At the start of it, I pursued physical therapy to correct a twenty-year-long issue with my left shoulder, and experienced firsthand just how difficult it is to access tiny muscles you never knew existed, and re-learn common movement patterns by telling other, bigger muscles to shut up. Shortly after, I took up yoga. I started teaching historic rapier in formal classes. As summer began, I dived into anatomical studies. I wrote up a fundamentals manual for my students. I began delving into pilates. Recently, I’ve started swing dancing.

All of this has forced me to think much more deeply about movement, and develop a far greater degree of internal awareness. This is good. Six months ago, I did not have the proprioceptive skills necessary to understand the structural changes required to improve my fencing.

A Digression On People Who Win A Lot, and Teaching

There exist “natural athletes”, people with more instinctual control of their bodies, a better innate sense of where they need to be and how to get there efficiently. This proprioceptive/kinetic sense is developed by sports and physical activity, of course, but some people develop faster, or can develop with less input from a less knowledgeable coach. Some kids will learn algebra no matter how bad their teacher is, and some will struggle even with the best.

As previously observed, our teachers and teaching, in the SCA, are generally not very good. As a result, the most successful fencers tend to be those with the most innate advantages – talent, height, etc.

If we want to improve this, we’d do well to begin with a deeper understanding of body mechanics and dynamic movement so we can better teach those who don’t have the “natural athlete” sense.

Finding Stability

To make my point at the end of the previous post a little more concrete, observe Capoferro’s quarta, terza, and seconda:


Note the hips and the angle of the legs. They don’t move. When mutating guards, the upper torso is rotating in isolation. Losing stability during this rotation results in slower, sloppier, weaker actions.

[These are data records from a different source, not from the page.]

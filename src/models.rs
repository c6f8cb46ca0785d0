use chrono::{DateTime, Utc};

/// Outcome of one reachability check against a single host.
///
/// Unreachable and timed-out probes are ordinary results with
/// `alive = false`, never errors.
#[derive(Debug, Clone)]
pub struct ProbeResult {
    pub host: String,
    pub alive: bool,
    pub latency_ms: Option<f64>,
}

/// A completed outage episode. Immutable once created; `end` is always
/// strictly later than `start`.
#[derive(Debug, Clone, Copy, PartialEq, Eq)]
pub struct OutageInterval {
    pub start: DateTime<Utc>,
    pub end: DateTime<Utc>,
}

impl OutageInterval {
    pub fn duration_minutes(&self) -> f64 {
        (self.end - self.start).num_milliseconds() as f64 / 60_000.0
    }
}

“Easy enough”, you say. You are wrong. Try balancing on an unstable surface (a block of foam would be an easy version) while in guard, maintaining the proper weight distribution. This is challenging by itself, but can usually be accomplished by intermediate-to-advanced historical fencers. When you’ve found your balance, try rotating the upper trunk in isolation. The unstable surface will magnify the effect of any changes in your center of gravity. That’s your weight going somewhere else. Your body has to control and compensate for that. And compensations cost you time and power. Maintaining stability is absolutely essential to performing fluid, quick, and powerful actions. Smoothly transitioning from one strong, ready guard/counterguard to the next. Proceeding with resolution.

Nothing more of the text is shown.